Be aware this is evolution happening here - unlike fascism nature will eventually choose which humans are fit to survive in the future. It gives me no pleasure to say this. But cataclysmic change is going to happen, with all its promised attendant devastation, and neither you nor I nor anyone in power is going to do anything about it. People don't fix predictions. People fix problems. And until the Western world truly feels the burn, then overpopulation is a prediction, not a problem, by which time it will be too late, and the human solution to the eventual problem will be brutal, if nature doesn't get there first and make it even more brutal. In fact and again, I'm not enjoying myself here, it's too late now.

The scope of change required from the human race to prevent disaster is so large as to be virtually inconceivable. We can't and won't do it. Overpopulation, our desire to produce young and make sure everybody lives and overconsumption of resources will seal our fate - evolution has made a mistake by trying to combine our animal past with rational thought, the two tear each other apart but the former wins.

It all sounds deeply grim - and it is. But there is an upshot. While human nature is historically selfish and incapable of focusing beyond its own generation, we have two redeeming qualities that should give us a sniff of hope.

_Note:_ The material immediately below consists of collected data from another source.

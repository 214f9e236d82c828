use vesper_server::Outbox;
use vesper_shared::{ObserverKey, OutgoingPacket, PacketKind, Serial};

/// Outbox that keeps every packet handed to it, in send order
#[derive(Default)]
pub struct RecordingOutbox {
    sent: Vec<(ObserverKey, OutgoingPacket)>,
}

impl RecordingOutbox {
    pub fn new() -> Self {
        Self::default()
    }

    pub fn sent(&self) -> &[(ObserverKey, OutgoingPacket)] {
        &self.sent
    }

    /// Packets received by one observer
    pub fn to(&self, observer: ObserverKey) -> Vec<&OutgoingPacket> {
        self.sent
            .iter()
            .filter(|(key, _)| *key == observer)
            .map(|(_, packet)| packet)
            .collect()
    }

    /// What one observer received, as (kind, subject) pairs
    pub fn summary(&self, observer: ObserverKey) -> Vec<(PacketKind, Serial)> {
        self.to(observer)
            .into_iter()
            .map(|packet| (packet.kind(), packet.subject()))
            .collect()
    }

    pub fn count_kind(&self, kind: PacketKind) -> usize {
        self.sent.iter().filter(|(_, packet)| packet.kind() == kind).count()
    }

    pub fn observers(&self) -> Vec<ObserverKey> {
        let mut keys: Vec<ObserverKey> = self.sent.iter().map(|(key, _)| *key).collect();
        keys.sort();
        keys.dedup();
        keys
    }

    pub fn len(&self) -> usize {
        self.sent.len()
    }

    pub fn is_empty(&self) -> bool {
        self.sent.is_empty()
    }

    pub fn clear(&mut self) {
        self.sent.clear();
    }
}

impl Outbox for RecordingOutbox {
    fn send(&mut self, observer: ObserverKey, packet: OutgoingPacket) {
        self.sent.push((observer, packet));
    }
}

One: we're hopeless as a herd but we're quite nice once you get us alone. There's no reason why we can't ease the earth and its inhabitants into their final days with generous levels of palliative care on a small-scale basis.

Our other upstanding behavioural quirk that should console us a little is this: humans are pretty good at snapping into action once messes are made. But that doesn't avoid the fact severe hardship will happen first.

Prof Stephen Hawking, who reckons the human race has a hundred years left if it's lucky, says we should be looking seriously at colonising other planets. Maybe we'll figure out how once we're forced to.

Or maybe when the Earth becomes so clammy and choking that we can barely breathe, we'll invent an ingenious way to sort it out again - one that's far too costly and boring to bother with now. But until then we haven't got a hope in hot, hot hell.